Difendersi in liquidazione: se l’azienda è già in fase di liquidazione volontaria, lo scenario di “difesa” cambia natura. Non si tratta più di salvare l’impresa come going concern (che ormai per definizione è destinata a cessare), ma di difendere il patrimonio residuo e la posizione dei responsabili. Dal lato del debitore collettivo (società), si può ancora considerare di accedere ad una procedura concorsuale se questo offre vantaggi – ad esempio un concordato preventivo liquidatorio proposto dai liquidatori per chiudere con stralcio parziale dei debiti col consenso dei creditori, oppure la liquidazione giudiziale se i creditori pressano e si preferisce un ordine gestito dal tribunale. Una figura particolare introdotta dal Codice della Crisi è il “concordato semplificato per la liquidazione del patrimonio” (art. 25-sexies CCII), utilizzabile proprio dopo il fallimento di una composizione negoziata senza esito. È un concordato liquidatorio senza voto dei creditori, che può essere richiesto (anche da liquidatori) per concludere rapidamente la liquidazione sotto controllo del tribunale . Questo strumento, tuttavia, è un’extrema ratio: richiede che un esperto indipendente attesti che nessuna soluzione migliore era praticabile nella negoziazione precedente e serve l’ok del tribunale. In pratica, può capitare se in liquidazione volontaria l’azienda non trova accordi e decide di fare un ultimo tentativo di concordato lampo per evitare il fallimento. I liquidatori potrebbero presentare ricorso ex art.25-sexies CCII se ne ricorrono i presupposti.

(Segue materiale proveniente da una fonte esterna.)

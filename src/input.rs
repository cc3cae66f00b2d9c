//! Reads the surrounding text of a topic from a file or stdin.

use anyhow::{Context, Result, bail};
use std::fs;
use std::io::{self, Read};

const MAX_CONTEXT_SIZE: usize = 64 * 1024;

/// Path that selects stdin.
pub const STDIN_PATH: &str = "-";

/// Reads context text from `path`, or from stdin when `path` is `-`.
///
/// Surrounding whitespace is trimmed; empty input is an error.
pub fn read_context(path: &str) -> Result<String> {
    let text = if path == STDIN_PATH {
        read_stdin()?
    } else {
        read_file(path)?
    };

    let text = text.trim();
    if text.is_empty() {
        bail!("Context is empty");
    }
    Ok(text.to_string())
}

fn too_large(size: usize) -> anyhow::Error {
    anyhow::anyhow!(
        "Context size ({} KB) exceeds the maximum allowed size ({} KB).\n\n\
         Pass only the passage around the topic.",
        size / 1024,
        MAX_CONTEXT_SIZE / 1024
    )
}

fn read_file(path: &str) -> Result<String> {
    let metadata = fs::metadata(path).with_context(|| format!("Failed to access file: {path}"))?;

    let size = usize::try_from(metadata.len()).unwrap_or(usize::MAX);
    if size > MAX_CONTEXT_SIZE {
        return Err(too_large(size));
    }

    fs::read_to_string(path).with_context(|| format!("Failed to read file: {path}"))
}

#[allow(clippy::significant_drop_tightening)]
fn read_stdin() -> Result<String> {
    let mut buffer = Vec::new();
    let mut chunk = [0u8; 8192];
    let mut stdin = io::stdin().lock();

    loop {
        let bytes_read = stdin
            .read(&mut chunk)
            .context("Failed to read from stdin")?;

        if bytes_read == 0 {
            break;
        }

        buffer.extend_from_slice(&chunk[..bytes_read]);

        if buffer.len() > MAX_CONTEXT_SIZE {
            return Err(too_large(buffer.len()));
        }
    }

    String::from_utf8(buffer).context("Context is not valid UTF-8")
}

Dal lato degli amministratori uscenti, la fase di liquidazione è critica per la loro responsabilità: essi devono assicurarsi di aver passato correttamente consegne ai liquidatori e di non aver nascosto passività o attivi. Se la liquidazione evidenzia insolvenza, gli amministratori potrebbero dover rispondere per aver eventualmente tardato lo scioglimento o aggravato il dissesto prima della liquidazione. Inoltre, rimangono esposti all’azione di responsabilità ordinaria (art. 2476 c.c. per s.r.l. o 2393 c.c. per s.p.a.) che il liquidatore stesso può promuovere contro di loro se emergono irregolarità di gestione pregresse. È quindi nel loro interesse collaborare coi liquidatori e rendere tutte le informazioni sullo stato dei debiti, per evitare accuse di mala fede.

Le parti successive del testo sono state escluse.